◆ Work order
Transcribe only part of the material below: the lines from the one containing "impl<'de> Deserialize<'de> for" through the one containing "fn visit_str<E: de::Error>(self, value: &str)", inclusive, exactly as written.

◆ Extracted data
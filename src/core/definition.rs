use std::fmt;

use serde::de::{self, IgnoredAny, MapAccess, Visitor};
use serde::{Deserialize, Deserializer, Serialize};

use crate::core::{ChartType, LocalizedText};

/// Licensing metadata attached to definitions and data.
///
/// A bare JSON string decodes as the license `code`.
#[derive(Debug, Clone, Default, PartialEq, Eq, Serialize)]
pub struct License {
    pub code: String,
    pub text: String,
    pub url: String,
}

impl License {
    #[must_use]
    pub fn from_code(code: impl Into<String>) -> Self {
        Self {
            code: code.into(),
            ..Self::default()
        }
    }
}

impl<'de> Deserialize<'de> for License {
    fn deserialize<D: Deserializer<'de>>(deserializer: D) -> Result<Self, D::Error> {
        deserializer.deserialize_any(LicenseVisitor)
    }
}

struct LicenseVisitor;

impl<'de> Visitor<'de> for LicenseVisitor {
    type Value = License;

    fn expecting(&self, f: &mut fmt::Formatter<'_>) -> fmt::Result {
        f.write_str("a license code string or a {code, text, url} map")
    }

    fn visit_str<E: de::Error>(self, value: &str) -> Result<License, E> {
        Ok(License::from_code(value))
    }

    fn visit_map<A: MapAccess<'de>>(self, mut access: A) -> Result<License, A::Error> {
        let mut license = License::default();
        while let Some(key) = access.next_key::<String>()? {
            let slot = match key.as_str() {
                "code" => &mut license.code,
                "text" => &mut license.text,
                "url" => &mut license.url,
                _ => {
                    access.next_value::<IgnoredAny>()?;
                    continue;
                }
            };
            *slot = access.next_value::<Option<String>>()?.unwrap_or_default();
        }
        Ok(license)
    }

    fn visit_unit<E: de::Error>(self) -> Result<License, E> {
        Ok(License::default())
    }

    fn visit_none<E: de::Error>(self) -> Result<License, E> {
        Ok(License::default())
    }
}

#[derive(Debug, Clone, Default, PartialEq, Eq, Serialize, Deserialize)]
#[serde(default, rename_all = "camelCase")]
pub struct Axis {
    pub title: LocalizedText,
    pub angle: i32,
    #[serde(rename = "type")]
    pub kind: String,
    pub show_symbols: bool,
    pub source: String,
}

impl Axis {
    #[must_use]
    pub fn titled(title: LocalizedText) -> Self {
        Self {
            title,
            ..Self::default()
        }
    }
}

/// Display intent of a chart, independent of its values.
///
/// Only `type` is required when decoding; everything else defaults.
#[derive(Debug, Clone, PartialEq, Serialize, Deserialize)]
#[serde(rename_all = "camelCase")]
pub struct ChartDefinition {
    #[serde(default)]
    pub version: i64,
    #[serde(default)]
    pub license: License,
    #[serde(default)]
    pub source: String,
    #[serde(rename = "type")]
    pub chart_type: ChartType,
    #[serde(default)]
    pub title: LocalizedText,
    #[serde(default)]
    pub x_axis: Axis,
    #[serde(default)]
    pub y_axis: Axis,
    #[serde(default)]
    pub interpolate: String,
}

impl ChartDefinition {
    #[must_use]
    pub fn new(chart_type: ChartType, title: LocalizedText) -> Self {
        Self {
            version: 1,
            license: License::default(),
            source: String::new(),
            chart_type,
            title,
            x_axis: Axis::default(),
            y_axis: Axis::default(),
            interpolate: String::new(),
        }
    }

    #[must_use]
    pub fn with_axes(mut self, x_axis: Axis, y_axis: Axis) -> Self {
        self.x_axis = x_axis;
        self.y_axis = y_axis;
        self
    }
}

* * *

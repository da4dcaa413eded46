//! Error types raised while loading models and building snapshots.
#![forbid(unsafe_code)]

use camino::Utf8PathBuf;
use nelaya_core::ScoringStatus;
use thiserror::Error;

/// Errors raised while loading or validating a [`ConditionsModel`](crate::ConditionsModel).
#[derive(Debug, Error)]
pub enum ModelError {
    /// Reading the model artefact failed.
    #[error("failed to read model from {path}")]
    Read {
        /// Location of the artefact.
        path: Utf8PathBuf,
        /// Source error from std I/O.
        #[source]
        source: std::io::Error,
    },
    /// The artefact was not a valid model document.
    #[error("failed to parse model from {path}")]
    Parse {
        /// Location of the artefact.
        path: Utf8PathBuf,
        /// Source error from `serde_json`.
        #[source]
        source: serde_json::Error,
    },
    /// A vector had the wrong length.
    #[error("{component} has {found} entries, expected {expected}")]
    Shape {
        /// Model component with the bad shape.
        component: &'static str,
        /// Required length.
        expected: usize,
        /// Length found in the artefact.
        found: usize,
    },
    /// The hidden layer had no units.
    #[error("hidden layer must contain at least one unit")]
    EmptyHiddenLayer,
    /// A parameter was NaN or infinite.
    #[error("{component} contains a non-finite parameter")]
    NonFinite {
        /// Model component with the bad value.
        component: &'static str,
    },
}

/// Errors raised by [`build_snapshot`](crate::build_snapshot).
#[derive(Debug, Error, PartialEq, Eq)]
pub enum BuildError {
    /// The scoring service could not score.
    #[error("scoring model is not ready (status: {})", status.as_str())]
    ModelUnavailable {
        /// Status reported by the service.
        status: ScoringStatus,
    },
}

◆ Solution for this task
impl<'de> Deserialize<'de> for License {
    fn deserialize<D: Deserializer<'de>>(deserializer: D) -> Result<Self, D::Error> {
        deserializer.deserialize_any(LicenseVisitor)
    }
}

struct LicenseVisitor;

impl<'de> Visitor<'de> for LicenseVisitor {
    type Value = License;

    fn expecting(&self, f: &mut fmt::Formatter<'_>) -> fmt::Result {
        f.write_str("a license code string or a {code, text, url} map")
    }

    fn visit_str<E: de::Error>(self, value: &str) -> Result<License, E> {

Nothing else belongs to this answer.